Let $(W+\alpha)$ and $(W+\beta)$ be any two right cosets of W in V where $\alpha, \beta \in V$.

__: $(W+\alpha)\cap (W+\beta)=\phi$ or $(W+\alpha)=(W+\beta)$__

**Claim**Suppose, if possible, $(W+\alpha)\cap (W+\beta)\ne\phi$

Then, we have to prove that $(W+\alpha)=(W+\beta)$.

As $(W+\alpha)\cap (W+\beta)\ne\phi$, there exist a vector $v\in V$ such that $v\in(W+\alpha)\cap (W+\beta)$.

$\implies v\in W+\alpha$ and $v\in W+\beta$

As $v\in W+\alpha\implies \exists w_1\in W$ such that $v=w_1+\alpha$

Similarly, $v\in W+\beta\implies \exists w_2\in W$ such that $v=w_2+\beta$

$\therefore w_1+\alpha=w_2+\beta$

$\implies \alpha-\beta=w_2-w_1$

Since, $w_1, w_2\in W$ and W is a subspace of V, $\therefore w_2-w_1\in W$.

$\therefore (\alpha-\beta)$ is also a vector in W. Let $u=\alpha-\beta$ be a vector in W.
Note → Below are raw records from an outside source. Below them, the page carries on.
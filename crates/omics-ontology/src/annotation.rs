//! Annotation sets and the annotation table
//!
//! An [`AnnotationSet`] maps each entity to an optional list of term ids.
//! An absent cell (`None`) is read as "no terms".

use crate::error::Result;
use crate::graph::TermGraph;
use crate::models::{AnnotationField, AnnotationRecord, TermId};
use regex::Regex;
use std::collections::HashSet;
use std::fmt;
use tracing::warn;

/// Entity -> optional term list, in insertion order
#[derive(Debug, Clone, Default, PartialEq, Eq)]
pub struct AnnotationSet {
    entries: Vec<(String, Option<Vec<TermId>>)>,
}

impl AnnotationSet {
    pub fn new() -> Self {
        Self::default()
    }

    pub fn push(&mut self, entity: impl Into<String>, terms: Option<Vec<TermId>>) {
        self.entries.push((entity.into(), terms));
    }

    /// Build from raw cells holding '|' or ';' separated term ids
    pub fn from_delimited<'a, I>(cells: I) -> Result<Self>
    where
        I: IntoIterator<Item = (&'a str, Option<&'a str>)>,
    {
        let delimiter = Regex::new(r"[|;]")?;
        let entries = cells
            .into_iter()
            .map(|(entity, cell)| {
                let terms = cell.map(|raw| {
                    delimiter
                        .split(raw)
                        .map(str::trim)
                        .filter(|t| !t.is_empty())
                        .map(str::to_string)
                        .collect()
                });
                (entity.to_string(), terms)
            })
            .collect();
        Ok(AnnotationSet { entries })
    }

    /// Group records' term ids by `entity_field`, first-seen order, no duplicates
    pub fn from_records(records: &[AnnotationRecord], entity_field: AnnotationField) -> Self {
        let mut set = AnnotationSet::new();
        let mut positions = std::collections::HashMap::new();

        for record in records {
            let entity = entity_field.value(record);
            let pos = *positions.entry(entity.clone()).or_insert_with(|| {
                set.push(entity, Some(Vec::new()));
                set.entries.len() - 1
            });
            if let Some(terms) = &mut set.entries[pos].1 {
                if !terms.contains(&record.term_id) {
                    terms.push(record.term_id.clone());
                }
            }
        }
        set
    }

    pub fn get(&self, entity: &str) -> Option<&Option<Vec<TermId>>> {
        self.entries.iter().find(|(e, _)| e == entity).map(|(_, t)| t)
    }

    pub fn iter(&self) -> impl Iterator<Item = (&str, Option<&[TermId]>)> {
        self.entries
            .iter()
            .map(|(e, t)| (e.as_str(), t.as_deref()))
    }

    pub fn len(&self) -> usize {
        self.entries.len()
    }

    pub fn is_empty(&self) -> bool {
        self.entries.is_empty()
    }

    /// Apply `f` to every term list; absent cells are handed over as empty
    pub(crate) fn map_terms(&self, mut f: impl FnMut(&[TermId]) -> Vec<TermId>) -> AnnotationSet {
        let entries = self
            .entries
            .iter()
            .map(|(entity, terms)| (entity.clone(), Some(f(terms.as_deref().unwrap_or(&[])))))
            .collect();
        AnnotationSet { entries }
    }

    pub(crate) fn absent_count(&self) -> usize {
        self.entries.iter().filter(|(_, t)| t.is_none()).count()
    }
}

impl<E: Into<String>> FromIterator<(E, Option<Vec<TermId>>)> for AnnotationSet {
    fn from_iter<I: IntoIterator<Item = (E, Option<Vec<TermId>>)>>(iter: I) -> Self {
        AnnotationSet {
            entries: iter.into_iter().map(|(e, t)| (e.into(), t)).collect(),
        }
    }
}

/// `terms` followed by their ancestors in `graph`, first-seen order, no duplicates.
/// Terms missing from `graph` are kept and contribute nothing.
pub fn with_ancestors(terms: &[TermId], graph: &TermGraph) -> Vec<TermId> {
    let mut seen: HashSet<&str> = HashSet::new();
    let mut out = Vec::new();

    for term in terms {
        if seen.insert(term.as_str()) {
            out.push(term.clone());
        }
        for ancestor in graph.ancestors(term) {
            if seen.insert(ancestor) {
                out.push(ancestor.to_string());
            }
        }
    }
    out
}

/// Union every entity's terms with their ancestor closure in `graph`
pub fn add_ancestors(set: &AnnotationSet, graph: &TermGraph) -> AnnotationSet {
    let absent = set.absent_count();
    if absent > 0 {
        warn!(absent, "Annotation cells without terms treated as empty");
    }
    set.map_terms(|terms| with_ancestors(terms, graph))
}

// ============================================================================
// Annotation Table
// ============================================================================

/// Equality filters on record fields
pub type AnnotationFilters = [(AnnotationField, String)];

/// Source of annotation records held outside the local files
pub trait RemoteFetch {
    fn fetch(&self, filters: &AnnotationFilters) -> Result<Vec<AnnotationRecord>>;
}

/// Annotation records of a source, with an optional remote backend
#[derive(Default)]
pub struct AnnotationTable {
    records: Vec<AnnotationRecord>,
    remote: Option<Box<dyn RemoteFetch>>,
}

impl fmt::Debug for AnnotationTable {
    fn fmt(&self, f: &mut fmt::Formatter<'_>) -> fmt::Result {
        f.debug_struct("AnnotationTable")
            .field("records", &self.records.len())
            .field("remote", &self.remote.is_some())
            .finish()
    }
}

impl AnnotationTable {
    pub fn new(records: Vec<AnnotationRecord>) -> Self {
        AnnotationTable {
            records,
            remote: None,
        }
    }

    pub fn with_remote(mut self, remote: Box<dyn RemoteFetch>) -> Self {
        self.remote = Some(remote);
        self
    }

    pub fn extend(&mut self, records: impl IntoIterator<Item = AnnotationRecord>) {
        self.records.extend(records);
    }

    pub fn records(&self) -> &[AnnotationRecord] {
        &self.records
    }

    pub fn len(&self) -> usize {
        self.records.len()
    }

    pub fn is_empty(&self) -> bool {
        self.records.is_empty()
    }

    pub fn has_remote(&self) -> bool {
        self.remote.is_some()
    }

    /// Local records matching every filter, followed by the remote ones
    pub fn query(&self, filters: &AnnotationFilters) -> Result<Vec<AnnotationRecord>> {
        let mut rows: Vec<AnnotationRecord> = self
            .records
            .iter()
            .filter(|r| filters.iter().all(|(field, value)| field.value(r) == *value))
            .cloned()
            .collect();

        if let Some(remote) = &self.remote {
            rows.extend(remote.fetch(filters)?);
        }
        Ok(rows)
    }
}

#[cfg(test)]
#[allow(clippy::unwrap_used, clippy::expect_used)]
mod tests {
    use super::*;
    use crate::models::{EvidenceCode, RelationshipType, Term};

    fn chain() -> TermGraph {
        // c -> b -> a
        let mut g = TermGraph::new();
        for id in ["a", "b", "c"] {
            g.add_term(Term::new(id));
        }
        g.add_edge("b", "a", RelationshipType::IsA);
        g.add_edge("c", "b", RelationshipType::IsA);
        g
    }

    fn record(symbol: &str, term: &str) -> AnnotationRecord {
        AnnotationRecord {
            db: "UniProtKB".to_string(),
            entity_id: format!("ID-{symbol}"),
            entity_symbol: symbol.to_string(),
            qualifier: Vec::new(),
            term_id: term.to_string(),
            evidence: EvidenceCode::new("IDA"),
            aspect: "F".to_string(),
            entity_name: None,
            entity_type: None,
            taxon_ids: Vec::new(),
            date: None,
            assigned_by: None,
        }
    }

    #[test]
    fn test_from_delimited() {
        let set = AnnotationSet::from_delimited([
            ("g1", Some("GO:1|GO:2;GO:3")),
            ("g2", None),
            ("g3", Some("")),
        ])
        .unwrap();
        assert_eq!(
            set.get("g1"),
            Some(&Some(vec!["GO:1".to_string(), "GO:2".to_string(), "GO:3".to_string()]))
        );
        assert_eq!(set.get("g2"), Some(&None));
        assert_eq!(set.get("g3"), Some(&Some(Vec::new())));
    }

    #[test]
    fn test_with_ancestors_keeps_order_and_unknown_terms() {
        let g = chain();
        let terms = vec!["c".to_string(), "zzz".to_string(), "b".to_string()];
        assert_eq!(with_ancestors(&terms, &g), vec!["c", "b", "a", "zzz"]);
    }

    #[test]
    fn test_add_ancestors_fills_absent_cells() {
        let g = chain();
        let set: AnnotationSet = vec![("g1", Some(vec!["b".to_string()])), ("g2", None)]
            .into_iter()
            .collect();
        let out = add_ancestors(&set, &g);
        assert_eq!(out.get("g1"), Some(&Some(vec!["b".to_string(), "a".to_string()])));
        assert_eq!(out.get("g2"), Some(&Some(Vec::new())));
        assert_eq!(add_ancestors(&out, &g), out);
    }

    #[test]
    fn test_from_records_groups_by_entity() {
        let records = vec![record("TP53", "GO:1"), record("BRCA1", "GO:2"), record("TP53", "GO:1")];
        let set = AnnotationSet::from_records(&records, AnnotationField::EntitySymbol);
        assert_eq!(set.len(), 2);
        assert_eq!(set.get("TP53"), Some(&Some(vec!["GO:1".to_string()])));
    }

    struct FixedRemote;

    impl RemoteFetch for FixedRemote {
        fn fetch(&self, filters: &AnnotationFilters) -> Result<Vec<AnnotationRecord>> {
            assert_eq!(filters.len(), 1);
            Ok(vec![record("REMOTE", "GO:9")])
        }
    }

    #[test]
    fn test_query_combines_local_and_remote() {
        let table = AnnotationTable::new(vec![record("TP53", "GO:1"), record("BRCA1", "GO:2")]);
        let filters = [(AnnotationField::EntitySymbol, "TP53".to_string())];
        assert_eq!(table.query(&filters).unwrap().len(), 1);

        let table = table.with_remote(Box::new(FixedRemote));
        let rows = table.query(&filters).unwrap();
        assert_eq!(rows.len(), 2);
        assert_eq!(rows[1].entity_symbol, "REMOTE");
    }
}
Now, to prove that (i) $W+\alpha\subseteq W+\beta$

(ii) $W+\beta\subseteq W+\alpha$

Let x be any vector in $W+\alpha$.

We will prove that $x\in W+\beta$.

Now, as $x\in W+\alpha\implies \exists w\in W$ such that,

$x=W+\alpha$

$=w+(\alpha-\beta)+\beta$

$=w+u+\beta$

$=w'+\beta$

$\implies x\in W+\beta$

$\therefore W+\alpha\subseteq W+\beta$

Let $y\in W+\beta\implies y=w'_1+\beta, w'_1\in W$

$=w'_1+w''_1+\alpha\in W+\alpha$

$\therefore W+\beta\subseteq W+\alpha$

$W+\alpha=W+\beta$

Hence proved.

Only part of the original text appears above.